Doch als es in ihrer Klasse zu einem angeblichen Diebstahl kommt, schaltet sich die Schulleitung ein, was bald zu einer Reihe von Verwerfungen führt, die wie in einer klassischen Tragödie immer schlimmer werden. Denn je mehr die Pädagogin versucht, die Fronten zu überwinden, desto tiefer verstrickt sie sich in die Strukturen eines Systems, das auf Kontrolle statt auf Verständnis setzt.

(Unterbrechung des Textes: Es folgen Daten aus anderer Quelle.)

//! Conversion core: typed row records, per-mode mapping, dispatch

pub mod dispatcher;
pub mod mapper;
pub mod records;

pub use dispatcher::{convert, convert_bytes, version_tag, version_tag_at, ConversionOutput};
pub use mapper::{map_app_rows, map_backend_rows};
pub use records::{AppRecord, BackendRecord};
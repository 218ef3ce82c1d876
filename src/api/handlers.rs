//! API request handlers

use std::sync::Arc;

use axum::{
    extract::{
        multipart::{MultipartError, MultipartRejection},
        Multipart, State,
    },
    http::StatusCode,
    response::{IntoResponse, Response},
    Json,
};
use serde::{Deserialize, Serialize};
use tracing::{error, warn};
use uuid::Uuid;

use crate::core::{convert_bytes, ConversionOutput};
use crate::error::LocsheetError;
use crate::types::{ConversionMode, SheetSelector};

use super::server::AppState;

/// Envelope for the informational endpoints
#[derive(Serialize)]
pub struct ApiResponse<T: Serialize> {
    pub success: bool,
    pub request_id: String,
    pub data: T,
}

impl<T: Serialize> ApiResponse<T> {
    pub fn ok(data: T) -> Self {
        Self {
            success: true,
            request_id: Uuid::new_v4().to_string(),
            data,
        }
    }
}

/// Error body returned by `/api/convert`
#[derive(Serialize, Deserialize, Debug, PartialEq, Eq)]
pub struct ErrorResponse {
    pub error: String,
}

/// Message returned for every server-side failure. The cause is only logged.
pub const PROCESSING_FAILED: &str = "Failed to process file";

/// Conversion failure as an HTTP response: 400 for bad requests, 500 otherwise
#[derive(Debug)]
pub struct ApiError(pub LocsheetError);

impl From<LocsheetError> for ApiError {
    fn from(err: LocsheetError) -> Self {
        Self(err)
    }
}

impl ApiError {
    pub fn status(&self) -> StatusCode {
        if matches!(self.0, LocsheetError::FileTooLarge) {
            StatusCode::PAYLOAD_TOO_LARGE
        } else if self.0.is_client_error() {
            StatusCode::BAD_REQUEST
        } else {
            StatusCode::INTERNAL_SERVER_ERROR
        }
    }
}

impl IntoResponse for ApiError {
    fn into_response(self) -> Response {
        let status = self.status();
        let message = if self.0.is_client_error() {
            warn!(error = %self.0, "rejected conversion request");
            self.0.to_string()
        } else {
            error!(error = %self.0, "error processing file");
            PROCESSING_FAILED.to_string()
        };
        (status, Json(ErrorResponse { error: message })).into_response()
    }
}

#[derive(Serialize)]
pub struct EndpointInfo {
    pub path: String,
    pub method: String,
    pub description: String,
}

/// Root endpoint response
#[derive(Serialize)]
pub struct RootResponse {
    pub name: String,
    pub version: String,
    pub description: String,
    pub endpoints: Vec<EndpointInfo>,
}

fn endpoint(method: &str, path: &str, description: &str) -> EndpointInfo {
    EndpointInfo {
        path: path.to_string(),
        method: method.to_string(),
        description: description.to_string(),
    }
}

/// GET / - Root info
pub async fn root(State(state): State<Arc<AppState>>) -> impl IntoResponse {
    Json(ApiResponse::ok(RootResponse {
        name: "locsheet".to_string(),
        version: state.version.clone(),
        description: "Spreadsheet to JSON localization converter".to_string(),
        endpoints: vec![
            endpoint("GET", "/health", "Health check endpoint"),
            endpoint("GET", "/version", "Get server version"),
            endpoint(
                "POST",
                "/api/convert",
                "Convert an uploaded spreadsheet (multipart: file, mode, sheet, sheet_index)",
            ),
        ],
    }))
}

/// Health check response
#[derive(Serialize)]
pub struct HealthResponse {
    pub status: String,
}

/// GET /health - Health check
pub async fn health() -> impl IntoResponse {
    Json(ApiResponse::ok(HealthResponse {
        status: "healthy".to_string(),
    }))
}

/// Version response
#[derive(Serialize)]
pub struct VersionResponse {
    pub version: String,
    pub modes: Vec<String>,
}

/// GET /version - Server version
pub async fn version(State(state): State<Arc<AppState>>) -> impl IntoResponse {
    Json(ApiResponse::ok(VersionResponse {
        version: state.version.clone(),
        modes: vec![
            ConversionMode::App.to_string(),
            ConversionMode::Backend.to_string(),
        ],
    }))
}

/// Fields of a conversion upload
#[derive(Debug, Default)]
pub struct ConvertRequest {
    pub file: Option<Vec<u8>>,
    pub mode: ConversionMode,
    pub sheet: SheetSelector,
}

impl ConvertRequest {
    /// Read the `file`, `mode`, `sheet` and `sheet_index` parts. Other parts are ignored.
    pub async fn from_multipart(mut multipart: Multipart) -> Result<Self, LocsheetError> {
        let mut request = ConvertRequest::default();
        let mut sheet_name = None;
        let mut sheet_index = None;

        while let Some(field) = multipart.next_field().await.map_err(upload_error)? {
            let name = field.name().unwrap_or_default().to_string();
            match name.as_str() {
                "file" => {
                    let bytes = field.bytes().await.map_err(upload_error)?;
                    // Browsers send an empty part when no file was chosen
                    request.file = if bytes.is_empty() {
                        None
                    } else {
                        Some(bytes.to_vec())
                    };
                }
                "mode" => {
                    let text = field.text().await.map_err(upload_error)?;
                    if !text.trim().is_empty() {
                        request.mode = text.parse()?;
                    }
                }
                "sheet" => {
                    let text = field.text().await.map_err(upload_error)?;
                    if !text.trim().is_empty() {
                        sheet_name = Some(text);
                    }
                }
                "sheet_index" => {
                    let text = field.text().await.map_err(upload_error)?;
                    let text = text.trim();
                    if !text.is_empty() {
                        let index = text.parse().map_err(|_| {
                            LocsheetError::Upload(format!(
                                "sheet_index must be a sheet position, got '{}'",
                                text
                            ))
                        })?;
                        sheet_index = Some(index);
                    }
                }
                _ => {}
            }
        }

        request.sheet = SheetSelector::from_options(sheet_name, sheet_index);
        Ok(request)
    }
}

/// Keep the upload limit apart from other multipart failures
fn upload_error(err: MultipartError) -> LocsheetError {
    if err.status() == StatusCode::PAYLOAD_TOO_LARGE {
        LocsheetError::FileTooLarge
    } else {
        LocsheetError::Upload(err.body_text())
    }
}

/// POST /api/convert - Convert an uploaded spreadsheet
pub async fn convert(
    multipart: Result<Multipart, MultipartRejection>,
) -> Result<Json<ConversionOutput>, ApiError> {
    let multipart = multipart.map_err(|_| LocsheetError::InputMissing)?;
    let request = ConvertRequest::from_multipart(multipart).await?;

    let output = convert_bytes(request.file.as_deref(), &request.sheet, request.mode)?;
    Ok(Json(output))
}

Mit „Das Lehrerzimmer“ inszenierte İlker Çatak ein packendes Drama über den Mikrokosmos Schule als Spiegel der Gesellschaft, das mit seiner dichten Atmosphäre in Bann zieht. Das außergewöhnliche, im engen 4:3-Format gefilmte Drama konzentriert sich ganz auf die Pädagogin, die sich an ihren moralischen Ansprüchen zu überheben droht, führt aber auch das Publikum aufs Glatteis. Der spannungsgeladene, mit subtilem Humor inszenierte Film kreist um Be- und Verurteilungen in einer sich perfekt wähnenden Gesellschaft, die sich darüber selbst ein Bein stellt. Ein aufwühlender Beitrag zur Debatte im Spannungsfeld von Wahrheit und Gerechtigkeit. - Sehenswert ab 14.